> _EXERCISE DIRECTIONS_
Return every line of the records that includes the string "serde".

=-=-=-=-=

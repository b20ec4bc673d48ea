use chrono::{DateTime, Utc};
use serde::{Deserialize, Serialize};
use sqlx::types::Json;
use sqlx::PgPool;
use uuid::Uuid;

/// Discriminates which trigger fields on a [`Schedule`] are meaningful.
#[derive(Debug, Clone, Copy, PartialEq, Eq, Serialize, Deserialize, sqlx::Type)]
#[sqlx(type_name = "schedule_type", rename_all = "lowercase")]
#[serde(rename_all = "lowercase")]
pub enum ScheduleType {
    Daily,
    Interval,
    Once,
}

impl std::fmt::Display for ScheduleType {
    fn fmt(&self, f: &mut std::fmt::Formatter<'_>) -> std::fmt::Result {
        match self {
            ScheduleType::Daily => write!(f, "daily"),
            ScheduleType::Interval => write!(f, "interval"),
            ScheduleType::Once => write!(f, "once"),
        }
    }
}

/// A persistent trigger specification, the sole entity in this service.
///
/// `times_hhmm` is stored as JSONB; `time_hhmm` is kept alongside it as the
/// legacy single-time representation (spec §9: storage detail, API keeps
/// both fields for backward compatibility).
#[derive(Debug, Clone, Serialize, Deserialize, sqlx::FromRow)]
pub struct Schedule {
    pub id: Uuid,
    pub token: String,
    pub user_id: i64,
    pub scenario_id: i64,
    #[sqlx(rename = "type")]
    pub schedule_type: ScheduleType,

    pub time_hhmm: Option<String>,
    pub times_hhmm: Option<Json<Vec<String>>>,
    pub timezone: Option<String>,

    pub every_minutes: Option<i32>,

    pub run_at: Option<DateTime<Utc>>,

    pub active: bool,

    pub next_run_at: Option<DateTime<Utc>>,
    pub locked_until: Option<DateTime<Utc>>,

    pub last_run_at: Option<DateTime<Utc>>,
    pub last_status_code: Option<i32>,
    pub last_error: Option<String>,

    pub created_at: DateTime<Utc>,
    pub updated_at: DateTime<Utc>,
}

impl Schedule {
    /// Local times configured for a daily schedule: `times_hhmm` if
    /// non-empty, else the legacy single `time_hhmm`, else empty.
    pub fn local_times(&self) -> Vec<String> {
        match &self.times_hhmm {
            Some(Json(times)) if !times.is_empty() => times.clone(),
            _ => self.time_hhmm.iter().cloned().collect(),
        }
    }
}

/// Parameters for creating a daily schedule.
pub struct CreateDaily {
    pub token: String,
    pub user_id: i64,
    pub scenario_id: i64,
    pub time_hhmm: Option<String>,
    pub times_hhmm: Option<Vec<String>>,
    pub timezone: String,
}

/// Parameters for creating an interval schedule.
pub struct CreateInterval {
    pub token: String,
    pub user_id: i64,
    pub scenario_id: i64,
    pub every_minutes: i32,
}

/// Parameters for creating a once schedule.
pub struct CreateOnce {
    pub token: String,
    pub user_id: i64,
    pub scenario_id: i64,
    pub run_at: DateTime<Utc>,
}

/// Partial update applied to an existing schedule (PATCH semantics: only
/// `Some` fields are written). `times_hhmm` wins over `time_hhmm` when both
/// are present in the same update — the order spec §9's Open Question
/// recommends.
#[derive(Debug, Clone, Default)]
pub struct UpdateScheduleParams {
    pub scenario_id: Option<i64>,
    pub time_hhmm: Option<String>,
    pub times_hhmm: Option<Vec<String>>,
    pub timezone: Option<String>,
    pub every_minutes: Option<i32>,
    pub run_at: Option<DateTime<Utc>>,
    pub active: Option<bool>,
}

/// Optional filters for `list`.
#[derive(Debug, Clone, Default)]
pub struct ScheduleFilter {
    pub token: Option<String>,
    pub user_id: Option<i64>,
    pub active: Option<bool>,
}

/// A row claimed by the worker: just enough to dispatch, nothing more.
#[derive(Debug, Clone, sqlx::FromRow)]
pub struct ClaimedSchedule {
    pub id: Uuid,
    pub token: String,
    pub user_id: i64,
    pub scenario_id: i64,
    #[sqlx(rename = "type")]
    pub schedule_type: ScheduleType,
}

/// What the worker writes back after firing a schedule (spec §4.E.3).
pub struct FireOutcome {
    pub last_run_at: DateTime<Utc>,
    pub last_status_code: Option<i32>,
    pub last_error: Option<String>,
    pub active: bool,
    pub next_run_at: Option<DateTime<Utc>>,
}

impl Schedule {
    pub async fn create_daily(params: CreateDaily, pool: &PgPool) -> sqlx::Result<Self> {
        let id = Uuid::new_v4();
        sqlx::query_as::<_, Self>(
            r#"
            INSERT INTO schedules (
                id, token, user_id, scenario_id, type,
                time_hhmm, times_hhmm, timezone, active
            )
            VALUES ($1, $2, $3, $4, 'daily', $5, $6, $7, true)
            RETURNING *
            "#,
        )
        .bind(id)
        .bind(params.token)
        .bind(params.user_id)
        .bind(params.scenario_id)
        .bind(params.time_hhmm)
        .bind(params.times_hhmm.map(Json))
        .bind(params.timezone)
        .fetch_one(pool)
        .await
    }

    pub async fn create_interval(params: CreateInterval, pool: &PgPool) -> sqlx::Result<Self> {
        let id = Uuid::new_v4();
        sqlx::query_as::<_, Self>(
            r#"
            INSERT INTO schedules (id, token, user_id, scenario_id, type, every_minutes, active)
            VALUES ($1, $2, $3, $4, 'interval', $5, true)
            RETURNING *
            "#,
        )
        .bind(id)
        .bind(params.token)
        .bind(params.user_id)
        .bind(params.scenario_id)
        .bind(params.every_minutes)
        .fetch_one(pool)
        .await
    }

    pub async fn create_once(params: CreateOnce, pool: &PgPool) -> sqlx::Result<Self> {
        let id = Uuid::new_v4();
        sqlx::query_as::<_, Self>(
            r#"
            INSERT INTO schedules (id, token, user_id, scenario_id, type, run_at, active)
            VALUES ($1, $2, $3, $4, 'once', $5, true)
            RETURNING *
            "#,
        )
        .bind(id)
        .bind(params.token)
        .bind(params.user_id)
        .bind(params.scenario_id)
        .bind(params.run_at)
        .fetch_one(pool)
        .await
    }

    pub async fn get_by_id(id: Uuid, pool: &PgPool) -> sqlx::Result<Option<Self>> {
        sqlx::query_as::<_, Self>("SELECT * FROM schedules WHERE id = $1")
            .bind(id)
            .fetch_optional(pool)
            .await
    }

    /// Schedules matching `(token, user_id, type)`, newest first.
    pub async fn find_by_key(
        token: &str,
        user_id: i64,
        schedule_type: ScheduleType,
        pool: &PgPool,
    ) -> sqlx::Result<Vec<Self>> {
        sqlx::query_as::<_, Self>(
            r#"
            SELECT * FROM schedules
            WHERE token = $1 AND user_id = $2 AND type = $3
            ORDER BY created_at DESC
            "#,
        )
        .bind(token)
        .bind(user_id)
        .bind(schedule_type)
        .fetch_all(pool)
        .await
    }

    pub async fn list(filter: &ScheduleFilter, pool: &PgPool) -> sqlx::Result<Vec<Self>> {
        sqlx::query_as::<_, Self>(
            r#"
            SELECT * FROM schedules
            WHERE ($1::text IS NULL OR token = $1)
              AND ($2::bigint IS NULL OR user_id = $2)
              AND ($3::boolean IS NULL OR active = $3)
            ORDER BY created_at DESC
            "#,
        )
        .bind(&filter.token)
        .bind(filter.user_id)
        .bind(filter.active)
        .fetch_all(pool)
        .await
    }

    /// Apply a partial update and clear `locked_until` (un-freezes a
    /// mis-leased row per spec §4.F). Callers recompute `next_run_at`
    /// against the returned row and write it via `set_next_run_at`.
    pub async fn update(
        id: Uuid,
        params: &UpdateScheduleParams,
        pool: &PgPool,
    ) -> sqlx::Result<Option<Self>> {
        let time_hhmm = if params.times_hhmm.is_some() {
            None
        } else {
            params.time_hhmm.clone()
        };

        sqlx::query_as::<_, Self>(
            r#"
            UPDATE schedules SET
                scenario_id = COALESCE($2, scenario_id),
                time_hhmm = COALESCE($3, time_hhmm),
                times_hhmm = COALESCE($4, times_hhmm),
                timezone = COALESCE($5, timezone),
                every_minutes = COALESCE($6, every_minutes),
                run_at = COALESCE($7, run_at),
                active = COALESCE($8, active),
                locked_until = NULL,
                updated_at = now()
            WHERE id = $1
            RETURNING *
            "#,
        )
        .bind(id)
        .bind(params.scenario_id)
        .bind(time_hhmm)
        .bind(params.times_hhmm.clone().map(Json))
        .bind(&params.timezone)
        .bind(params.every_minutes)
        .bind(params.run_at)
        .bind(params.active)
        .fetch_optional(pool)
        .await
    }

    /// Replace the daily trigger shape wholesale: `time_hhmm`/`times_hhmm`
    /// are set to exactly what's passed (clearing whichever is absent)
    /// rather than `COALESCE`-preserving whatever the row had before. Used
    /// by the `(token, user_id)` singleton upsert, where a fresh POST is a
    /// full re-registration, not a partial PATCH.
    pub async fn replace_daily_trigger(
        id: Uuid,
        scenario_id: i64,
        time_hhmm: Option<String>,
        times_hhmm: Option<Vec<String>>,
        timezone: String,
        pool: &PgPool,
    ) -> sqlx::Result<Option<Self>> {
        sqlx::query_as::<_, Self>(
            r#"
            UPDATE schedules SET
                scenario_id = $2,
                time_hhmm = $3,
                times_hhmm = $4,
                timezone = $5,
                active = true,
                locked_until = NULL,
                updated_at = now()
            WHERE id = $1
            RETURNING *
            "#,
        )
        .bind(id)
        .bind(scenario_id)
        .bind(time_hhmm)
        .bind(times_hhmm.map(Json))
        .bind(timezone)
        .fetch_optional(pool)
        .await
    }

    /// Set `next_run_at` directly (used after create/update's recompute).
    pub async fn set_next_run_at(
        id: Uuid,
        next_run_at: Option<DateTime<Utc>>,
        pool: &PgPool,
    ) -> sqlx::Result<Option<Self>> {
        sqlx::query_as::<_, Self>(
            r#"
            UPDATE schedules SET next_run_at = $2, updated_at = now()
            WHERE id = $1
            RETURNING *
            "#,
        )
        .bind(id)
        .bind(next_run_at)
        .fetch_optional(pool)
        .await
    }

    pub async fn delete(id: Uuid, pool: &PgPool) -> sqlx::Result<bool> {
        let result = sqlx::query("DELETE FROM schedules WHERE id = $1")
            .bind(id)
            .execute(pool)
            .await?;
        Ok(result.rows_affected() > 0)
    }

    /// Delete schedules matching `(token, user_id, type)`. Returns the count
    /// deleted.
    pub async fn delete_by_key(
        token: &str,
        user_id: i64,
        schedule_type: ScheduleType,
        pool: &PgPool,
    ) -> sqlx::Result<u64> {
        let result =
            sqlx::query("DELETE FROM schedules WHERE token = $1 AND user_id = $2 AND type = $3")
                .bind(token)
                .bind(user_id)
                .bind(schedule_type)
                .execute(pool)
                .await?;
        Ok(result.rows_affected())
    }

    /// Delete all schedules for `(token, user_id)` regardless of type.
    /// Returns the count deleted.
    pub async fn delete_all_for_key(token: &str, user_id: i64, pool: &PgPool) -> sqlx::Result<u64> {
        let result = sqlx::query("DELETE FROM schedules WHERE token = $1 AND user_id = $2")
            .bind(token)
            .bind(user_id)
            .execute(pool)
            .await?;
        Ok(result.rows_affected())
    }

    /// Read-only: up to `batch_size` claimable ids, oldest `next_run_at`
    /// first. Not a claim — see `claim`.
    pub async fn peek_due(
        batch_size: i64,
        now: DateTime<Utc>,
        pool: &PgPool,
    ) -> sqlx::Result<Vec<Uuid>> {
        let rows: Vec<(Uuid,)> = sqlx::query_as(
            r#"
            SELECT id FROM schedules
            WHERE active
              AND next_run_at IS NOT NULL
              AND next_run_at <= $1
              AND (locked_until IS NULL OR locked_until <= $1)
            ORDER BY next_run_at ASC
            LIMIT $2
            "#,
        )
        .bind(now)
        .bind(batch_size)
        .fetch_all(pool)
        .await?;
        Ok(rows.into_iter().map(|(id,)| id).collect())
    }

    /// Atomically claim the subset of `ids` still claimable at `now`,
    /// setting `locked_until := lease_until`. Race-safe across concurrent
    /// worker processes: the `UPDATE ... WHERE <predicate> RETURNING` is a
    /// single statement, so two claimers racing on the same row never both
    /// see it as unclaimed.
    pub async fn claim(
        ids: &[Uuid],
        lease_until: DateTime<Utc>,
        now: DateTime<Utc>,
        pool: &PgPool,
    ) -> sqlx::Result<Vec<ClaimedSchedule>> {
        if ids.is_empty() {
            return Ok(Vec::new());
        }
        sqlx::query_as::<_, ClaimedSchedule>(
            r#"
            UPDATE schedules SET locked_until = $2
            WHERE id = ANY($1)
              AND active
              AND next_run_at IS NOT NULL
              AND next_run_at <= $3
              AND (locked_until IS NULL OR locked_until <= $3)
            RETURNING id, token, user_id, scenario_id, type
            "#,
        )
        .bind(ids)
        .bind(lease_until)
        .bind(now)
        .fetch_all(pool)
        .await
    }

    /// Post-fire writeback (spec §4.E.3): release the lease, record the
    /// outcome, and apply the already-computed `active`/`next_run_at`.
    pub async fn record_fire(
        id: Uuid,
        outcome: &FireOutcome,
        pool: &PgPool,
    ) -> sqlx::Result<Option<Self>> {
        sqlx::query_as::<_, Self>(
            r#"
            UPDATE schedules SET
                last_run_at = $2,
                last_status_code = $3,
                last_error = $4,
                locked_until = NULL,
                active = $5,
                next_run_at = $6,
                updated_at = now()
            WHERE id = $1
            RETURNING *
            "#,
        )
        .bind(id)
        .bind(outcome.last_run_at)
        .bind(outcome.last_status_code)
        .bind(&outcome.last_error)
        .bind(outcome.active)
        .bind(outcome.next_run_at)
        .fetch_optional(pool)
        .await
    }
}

=-=-=-=-=

> _EXERCISE OUTPUT_
use serde::{Deserialize, Serialize};
#[serde(rename_all = "lowercase")]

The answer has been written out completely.